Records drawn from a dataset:

use bytes::Bytes;

/// Transport-neutral websocket frame type.
///
/// Transports convert their native frame representation into/from `WsFrame`.
/// `Text` payloads are valid UTF-8 whenever they were produced by a transport or by
/// [`WsFrame::text`].
#[derive(Clone, Debug, PartialEq, Eq)]
pub enum WsFrame {
    Text(Bytes),
    Binary(Bytes),
    Ping(Bytes),
    Pong(Bytes),
    Close(Option<WsCloseFrame>),
}

#[derive(Clone, Debug, PartialEq, Eq)]
pub struct WsCloseFrame {
    pub code: u16,
    pub reason: Bytes,
}

/// RFC 6455 normal closure.
pub const CLOSE_NORMAL: u16 = 1000;

impl WsFrame {
    #[inline]
    pub fn text(s: impl Into<String>) -> Self {
        Self::Text(Bytes::from(s.into()))
    }

    #[inline]
    pub fn close(code: u16, reason: &'static str) -> Self {
        Self::Close(Some(WsCloseFrame {
            code,
            reason: Bytes::from_static(reason.as_bytes()),
        }))
    }

    /// Text payload as `&str`, if this is a text frame holding UTF-8.
    pub fn as_text(&self) -> Option<&str> {
        match self {
            WsFrame::Text(bytes) => std::str::from_utf8(bytes.as_ref()).ok(),
            _ => None,
        }
    }

    pub fn is_close(&self) -> bool {
        matches!(self, WsFrame::Close(_))
    }
}
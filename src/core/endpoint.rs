use std::fmt;
use std::time::Duration;

use http::Uri;

use super::types::{WebSocketBufferConfig, WebSocketError, WebSocketResult};

/// Env var holding the websocket base url, e.g. `ws://127.0.0.1:8000`.
pub const BASE_URL_ENV: &str = "TOPIC_WS_BASE_URL";
/// Env var overriding the binding status poll interval in milliseconds.
pub const STATUS_POLL_ENV: &str = "TOPIC_WS_STATUS_POLL_MS";

const DEFAULT_STATUS_POLL: Duration = Duration::from_secs(1);

/// One logical connection target: a path on the configured base url plus the bearer
/// token attached to the handshake.
#[derive(Clone, PartialEq, Eq)]
pub struct Endpoint {
    path: String,
    token: String,
}

impl Endpoint {
    pub fn new(path: impl Into<String>, token: impl Into<String>) -> Self {
        Self {
            path: path.into(),
            token: token.into(),
        }
    }

    pub fn path(&self) -> &str {
        &self.path
    }

    pub fn token(&self) -> &str {
        &self.token
    }

    pub fn has_token(&self) -> bool {
        !self.token.trim().is_empty()
    }
}

impl fmt::Debug for Endpoint {
    fn fmt(&self, f: &mut fmt::Formatter<'_>) -> fmt::Result {
        f.debug_struct("Endpoint")
            .field("path", &self.path)
            .field("token", &"<redacted>")
            .finish()
    }
}

/// Transport configuration shared by every client built from it.
#[derive(Clone, Debug)]
pub struct TransportConfig {
    /// Scheme + authority the endpoint paths are resolved against. `None` means no
    /// connection can be made.
    pub base_url: Option<String>,
    pub buffers: WebSocketBufferConfig,
    /// How often bindings sample the connection state.
    pub status_poll_interval: Duration,
}

impl Default for TransportConfig {
    fn default() -> Self {
        Self {
            base_url: None,
            buffers: WebSocketBufferConfig::default(),
            status_poll_interval: DEFAULT_STATUS_POLL,
        }
    }
}

impl TransportConfig {
    pub fn new(base_url: impl Into<String>) -> Self {
        Self {
            base_url: Some(base_url.into()),
            ..Self::default()
        }
    }

    /// Build from `TOPIC_WS_BASE_URL` / `TOPIC_WS_STATUS_POLL_MS`; unset or unparsable
    /// values fall back to defaults.
    pub fn from_env() -> Self {
        let mut config = Self::default();
        if let Ok(base) = std::env::var(BASE_URL_ENV) {
            if !base.trim().is_empty() {
                config.base_url = Some(base);
            }
        }
        if let Some(ms) = std::env::var(STATUS_POLL_ENV)
            .ok()
            .and_then(|raw| raw.trim().parse::<u64>().ok())
            .filter(|ms| *ms > 0)
        {
            config.status_poll_interval = Duration::from_millis(ms);
        }
        config
    }

    pub fn with_status_poll_interval(mut self, interval: Duration) -> Self {
        self.status_poll_interval = interval;
        self
    }

    pub fn resolve(&self, path: &str) -> WebSocketResult<String> {
        resolve_url(self.base_url.as_deref(), path)
    }
}

/// Resolve `path` against `base`, producing a full `ws://` or `wss://` url.
pub fn resolve_url(base: Option<&str>, path: &str) -> WebSocketResult<String> {
    let unresolvable = |reason: &str| WebSocketError::UnresolvableUrl {
        path: path.to_string(),
        reason: reason.to_string(),
    };

    let base = base
        .map(str::trim)
        .filter(|b| !b.is_empty())
        .ok_or_else(|| unresolvable("no base url configured"))?;
    let path = path.trim();
    if path.is_empty() {
        return Err(unresolvable("empty path"));
    }

    let url = if path.starts_with('/') {
        format!("{}{}", base.trim_end_matches('/'), path)
    } else {
        format!("{}/{}", base.trim_end_matches('/'), path)
    };

    let uri: Uri = url
        .parse()
        .map_err(|err: http::uri::InvalidUri| unresolvable(&err.to_string()))?;
    match uri.scheme_str() {
        Some("ws") | Some("wss") => {}
        _ => return Err(unresolvable("scheme must be ws or wss")),
    }
    if uri.host().is_none_or(str::is_empty) {
        return Err(unresolvable("missing host"));
    }
    Ok(url)
}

## WHAT IS BEING ASKED
Locate the lines above that hold the word "Some". Show every one of them.

## OUTPUT FOR THIS EXERCISE
        Self::Close(Some(WsCloseFrame {
            base_url: Some(base_url.into()),
                config.base_url = Some(base);
        if let Some(ms) = std::env::var(STATUS_POLL_ENV)
        Some("ws") | Some("wss") => {}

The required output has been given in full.